While I contemplate Scotty’s probable death, I thumb desperately through the Book of Common Prayer. I search the Web. I find no prayers that I can pray with him while we nestle together on the sofa … with me knowing he is near death. I find no prayers I can offer while we are at the vet’s before his death. I find no prayers that I can pray at his death. I find no prayers that I can pray at his burial. Nor are there any other books in which I can find fitting prayers. I went through this same exercise with Shug in 2008. Two years later, my church has still left me without resources.

And that is the fault of the Standing Committee on Liturgy & Music.

Sue Grisham and others have begged our Standing Commission on Liturgy and Music to craft liturgies for our lives with our companion animals, including the adoption, illness, or death of an animal companion. We liturgical people yearn for theological guidance in those moments. But the SCLM has refused to do offer such guidance.

The BCP and the Book of Occasional Services have prayers and liturgies for most of the passages of our lives. But nothing for the loss of a companion animal.

I remember when Shug died … and I searched the Web for appropriate prayers. I searched fervently. But there was nothing that our Church had crafted. I had to cobble my own rite from prayers offered on a few parish websites.

A weird irony has arisen since the 2009 General Convention. Now, you can find a bunch of prayers for human birth, miscarriage, and abortion. The SCLM crafted Rachel's Tears, Hannah's Hopes: Liturgies and Prayers for Healing from Loss Related to Childbearing and Childbirth to the Enriching our Worship, and it was adopted by the General Convention. I’m glad it was adopted. But …

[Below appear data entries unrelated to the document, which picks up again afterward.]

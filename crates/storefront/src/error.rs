//! Errors returned by store actions and by storefront construction.
//!
//! Store actions return `Result<_, StoreError>`; the same failure is also
//! recorded as `last_error` in the store's observable state so a UI that only
//! renders snapshots can show it.

use thiserror::Error;
use vitrine_core::CredentialsError;

use crate::api::{ApiError, TransportError};
use crate::config::ConfigError;
use crate::models::PostInputError;

/// Failure of a store action.
#[derive(Debug, Error)]
pub enum StoreError {
    /// API call failed.
    #[error(transparent)]
    Api(#[from] ApiError),

    /// The action needs a signed-in user.
    #[error("Sign in required")]
    AuthRequired,

    /// Input rejected before any request was sent.
    #[error("Validation error: {0}")]
    Validation(String),

    /// A conflicting action of the same store is still running.
    #[error("Another request is still in progress")]
    Busy,
}

impl StoreError {
    /// Message suitable for a toast or inline error panel.
    #[must_use]
    pub fn user_message(&self) -> String {
        match self {
            Self::Api(e) => e.user_message(),
            Self::AuthRequired => "Please sign in to continue".to_string(),
            Self::Validation(message) => message.clone(),
            Self::Busy => "Please wait for the current request to finish".to_string(),
        }
    }

    /// Whether the session was lost while running the action.
    #[must_use]
    pub const fn is_auth_failure(&self) -> bool {
        match self {
            Self::Api(e) => e.is_auth_failure(),
            Self::AuthRequired => true,
            Self::Validation(_) | Self::Busy => false,
        }
    }
}

impl From<CredentialsError> for StoreError {
    fn from(err: CredentialsError) -> Self {
        Self::Validation(err.to_string())
    }
}

impl From<PostInputError> for StoreError {
    fn from(err: PostInputError) -> Self {
        Self::Validation(err.to_string())
    }
}

/// Failure to build a [`Storefront`](crate::Storefront).
#[derive(Debug, Error)]
pub enum StorefrontError {
    #[error("Configuration error: {0}")]
    Config(#[from] ConfigError),

    #[error("Transport error: {0}")]
    Transport(#[from] TransportError),
}

#[cfg(test)]
mod tests {
    use super::*;
    use vitrine_core::Credentials;

    #[test]
    fn test_validation_errors_convert() {
        let Err(err) = Credentials::new("not-an-email", "x") else {
            panic!("email must be rejected");
        };
        let err = StoreError::from(err);
        assert!(matches!(err, StoreError::Validation(_)));
        assert!(!err.is_auth_failure());

        let err = StoreError::from(PostInputError::EmptyTitle);
        assert_eq!(err.user_message(), "title cannot be empty");
    }

    #[test]
    fn test_auth_failures() {
        assert!(StoreError::AuthRequired.is_auth_failure());
        assert!(StoreError::Api(ApiError::Unauthorized).is_auth_failure());
        assert!(!StoreError::Busy.is_auth_failure());
    }
}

I recognize that this is an unfair comparison, but because I have long-term animal companions and don’t expect ever to give birth, I cannot help noting the incongruity: I am looking to the death of my animal companion of 19 years. My church offers no guidance, no liturgy, not one prayer. But if I discharged a 4-week-old cell, “Rachel’s Tears, Hannah’s Hopes” would offer me a liturgical resource. I think something is wrong with that.

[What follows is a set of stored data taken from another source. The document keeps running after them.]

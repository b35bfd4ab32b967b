//! Wire-level request/response types and the HTTP transport.
//!
//! The [`Transport`] trait is the seam between the API client and the
//! network. [`HttpTransport`] talks to the real backend with `reqwest`; tests
//! substitute a scripted implementation.

use async_trait::async_trait;
use reqwest::StatusCode;
use reqwest::header::{ACCEPT, ACCEPT_LANGUAGE, RETRY_AFTER};
use serde::Serialize;
use tracing::debug;
use url::Url;
use uuid::Uuid;
use vitrine_core::Locale;

use super::error::TransportError;
use crate::config::ClientConfig;

/// HTTP method of an [`ApiRequest`].
#[derive(Debug, Clone, Copy, PartialEq, Eq, Hash)]
pub enum Method {
    Get,
    Post,
    Put,
    Patch,
    Delete,
}

impl From<Method> for reqwest::Method {
    fn from(method: Method) -> Self {
        match method {
            Method::Get => Self::GET,
            Method::Post => Self::POST,
            Method::Put => Self::PUT,
            Method::Patch => Self::PATCH,
            Method::Delete => Self::DELETE,
        }
    }
}

/// Whether a request participates in bearer authentication.
#[derive(Debug, Clone, Copy, PartialEq, Eq)]
pub enum AuthMode {
    /// Send the session's access token; a 401 triggers refresh and replay.
    Bearer,
    /// Never send a token and never intercept a 401 (login, register, refresh).
    Anonymous,
}

/// A file sent to the media upload endpoint.
#[derive(Debug, Clone)]
pub struct Upload {
    /// Original file name.
    pub file_name: String,
    /// MIME type, e.g. `image/png`.
    pub content_type: String,
    /// File contents.
    pub bytes: Vec<u8>,
}

/// Request body.
#[derive(Debug, Clone)]
pub enum Body {
    Empty,
    Json(serde_json::Value),
    Multipart(Upload),
}

/// A request against an endpoint path relative to the API base URL.
///
/// Requests are plain data so the client can replay them after a token
/// refresh.
#[derive(Debug, Clone)]
pub struct ApiRequest {
    pub method: Method,
    pub path: String,
    pub query: Vec<(String, String)>,
    pub body: Body,
    pub auth: AuthMode,
}

impl ApiRequest {
    /// Build a bearer-authenticated request with no body.
    #[must_use]
    pub fn new(method: Method, path: impl Into<String>) -> Self {
        Self {
            method,
            path: path.into(),
            query: Vec::new(),
            body: Body::Empty,
            auth: AuthMode::Bearer,
        }
    }

    #[must_use]
    pub fn get(path: impl Into<String>) -> Self {
        Self::new(Method::Get, path)
    }

    #[must_use]
    pub fn post(path: impl Into<String>) -> Self {
        Self::new(Method::Post, path)
    }

    #[must_use]
    pub fn patch(path: impl Into<String>) -> Self {
        Self::new(Method::Patch, path)
    }

    #[must_use]
    pub fn put(path: impl Into<String>) -> Self {
        Self::new(Method::Put, path)
    }

    #[must_use]
    pub fn delete(path: impl Into<String>) -> Self {
        Self::new(Method::Delete, path)
    }

    /// Attach a JSON body.
    ///
    /// # Errors
    ///
    /// Returns an error if `body` cannot be represented as JSON.
    pub fn json<T: Serialize>(mut self, body: &T) -> Result<Self, serde_json::Error> {
        self.body = Body::Json(serde_json::to_value(body)?);
        Ok(self)
    }

    /// Attach a multipart file body.
    #[must_use]
    pub fn multipart(mut self, upload: Upload) -> Self {
        self.body = Body::Multipart(upload);
        self
    }

    /// Append a query parameter.
    #[must_use]
    pub fn query(mut self, key: &str, value: impl ToString) -> Self {
        self.query.push((key.to_string(), value.to_string()));
        self
    }

    /// Mark the request as one that must not carry or refresh credentials.
    #[must_use]
    pub const fn anonymous(mut self) -> Self {
        self.auth = AuthMode::Anonymous;
        self
    }
}

/// What a transport receives for a single attempt.
#[derive(Debug, Clone, Copy)]
pub struct Outgoing<'a> {
    pub request: &'a ApiRequest,
    pub bearer: Option<&'a str>,
    pub locale: &'a Locale,
}

/// A fully read HTTP response.
#[derive(Debug, Clone)]
pub struct ApiResponse {
    pub status: StatusCode,
    /// Seconds from a `Retry-After` header, if present.
    pub retry_after: Option<u64>,
    pub body: Vec<u8>,
}

impl ApiResponse {
    /// A response with a JSON body.
    #[must_use]
    pub fn json(status: StatusCode, body: &serde_json::Value) -> Self {
        Self {
            status,
            retry_after: None,
            body: body.to_string().into_bytes(),
        }
    }

    /// A response with no body.
    #[must_use]
    pub const fn empty(status: StatusCode) -> Self {
        Self {
            status,
            retry_after: None,
            body: Vec::new(),
        }
    }
}

/// Sends a single request attempt. Implementations do no retrying.
#[async_trait]
pub trait Transport: Send + Sync {
    /// Deliver `outgoing` and read the whole response.
    async fn send(&self, outgoing: Outgoing<'_>) -> Result<ApiResponse, TransportError>;
}

/// [`Transport`] backed by a shared `reqwest` client.
#[derive(Debug, Clone)]
pub struct HttpTransport {
    client: reqwest::Client,
    base_url: Url,
}

impl HttpTransport {
    /// Create a transport for the configured backend.
    ///
    /// # Errors
    ///
    /// Returns an error if the HTTP client cannot be built (TLS backend
    /// initialisation failure).
    pub fn new(config: &ClientConfig) -> Result<Self, TransportError> {
        let client = reqwest::Client::builder()
            .timeout(config.timeout)
            .user_agent(concat!("vitrine/", env!("CARGO_PKG_VERSION")))
            .build()?;

        Ok(Self {
            client,
            base_url: config.api_url.clone(),
        })
    }

    fn url_for(&self, request: &ApiRequest) -> Result<Url, TransportError> {
        let mut url = self.base_url.join(request.path.trim_start_matches('/'))?;
        if !request.query.is_empty() {
            url.query_pairs_mut().extend_pairs(&request.query);
        }
        Ok(url)
    }
}

#[async_trait]
impl Transport for HttpTransport {
    async fn send(&self, outgoing: Outgoing<'_>) -> Result<ApiResponse, TransportError> {
        let request = outgoing.request;
        let url = self.url_for(request)?;
        let request_id = Uuid::new_v4();

        let mut builder = self
            .client
            .request(request.method.into(), url)
            .header(ACCEPT, "application/json")
            .header(ACCEPT_LANGUAGE, outgoing.locale.as_str())
            .header("X-Request-Id", request_id.to_string());

        if let Some(token) = outgoing.bearer {
            builder = builder.bearer_auth(token);
        }

        builder = match &request.body {
            Body::Empty => builder,
            Body::Json(value) => builder.json(value),
            Body::Multipart(upload) => {
                let part = reqwest::multipart::Part::bytes(upload.bytes.clone())
                    .file_name(upload.file_name.clone())
                    .mime_str(&upload.content_type)?;
                builder.multipart(reqwest::multipart::Form::new().part("file", part))
            }
        };

        let response = builder.send().await?;
        let status = response.status();
        let retry_after = response
            .headers()
            .get(RETRY_AFTER)
            .and_then(|v| v.to_str().ok())
            .and_then(|s| s.parse::<u64>().ok());
        let body = response.bytes().await?.to_vec();

        debug!(
            method = ?request.method,
            path = %request.path,
            %status,
            %request_id,
            "API response"
        );

        Ok(ApiResponse {
            status,
            retry_after,
            body,
        })
    }
}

I should not have to craft my own prayers when I cradle Scotty here on the sofa, or when I hold him just before the vet administers the lethal injunction. I should not be left alone when I bury him or scatter his ashes. I count on our prayer book – or at least our Book of Occasional Services – to give me guidance in the critical moments of my life. I yearn for appropriate prayers, crafted by people of prayer whom I trust, when it comes time to trust my Scotty into God’s hands.

I beg our bishops and the SCLM to craft prayers for animals who are suffering, those about to die, and those who have died. Our incarnational theology tells me that God created the whole world and yearns to redeem the whole world. The whole world! Without a theologically solid liturgy, I am left to craft my own from whatever sources I can find. I would rather have one that has been pondered by theologians.

12 Comments:

Blogger Kirkepiscatoid said...

Honestly, I just cheat and use the people prayers. If there are no dogs in heaven, as Will Rogers said, "I want to go where they go." I am sure the same holds true for cats and cat lovers.

9/20/2010 1:30 AM  
Blogger Lisa Fox said...

I'll confess I've done that too, Kirke, and will probably do so again.

9/20/2010 7:00 AM  
Blogger Mark said...

Robert Stiefel in N.H. - a priest I've known many years was working on and writing liturgies for pets. I don't know what came of them...obviously nothing from the National Church. Maybe something is privately published?

9/20/2010 7:08 AM  
Blogger Daniel Weir said...

Andrew Linzey's book "Animal Rites" may have prayers for the death of a pet. I own it, but I'm not sure it's unpacked after our move.

9/20/2010 7:23 AM  
Blogger Ann said...

There are something published at the New Hampshire diocesan site. Also I have found some great prayers surfing the web. Will look for some today

9/20/2010 9:32 AM  
Blogger IT said...

I'm so sorry, Lisa. I feel for your vigil (my parents just went through this with their big Newf). I hope that Scotty's passage is as easy as possible (for him; I know it will be agonizing for you).

{{{{{Lisa}}}}}

Every year on the Saturday before the blessing of the animals, the Cathedral in San Diego has A Service of Remembrance for Our Animal Companions. I don't know what they use.

9/20/2010 11:47 AM  
Blogger Ann said...

Here is the NH site

9/20/2010 12:05 PM  
Blogger JCF said...

Here's a resource:

http://www.franciscan-anglican.com/enaw/resources.htm

Here's another:

http://www.stmargaretschurch.org/view/65

From the latter:

Liturgy for a Dead or Dying Pet

Leader Let us sing to the Lord a new song;
All a song for all the creatures of the earth.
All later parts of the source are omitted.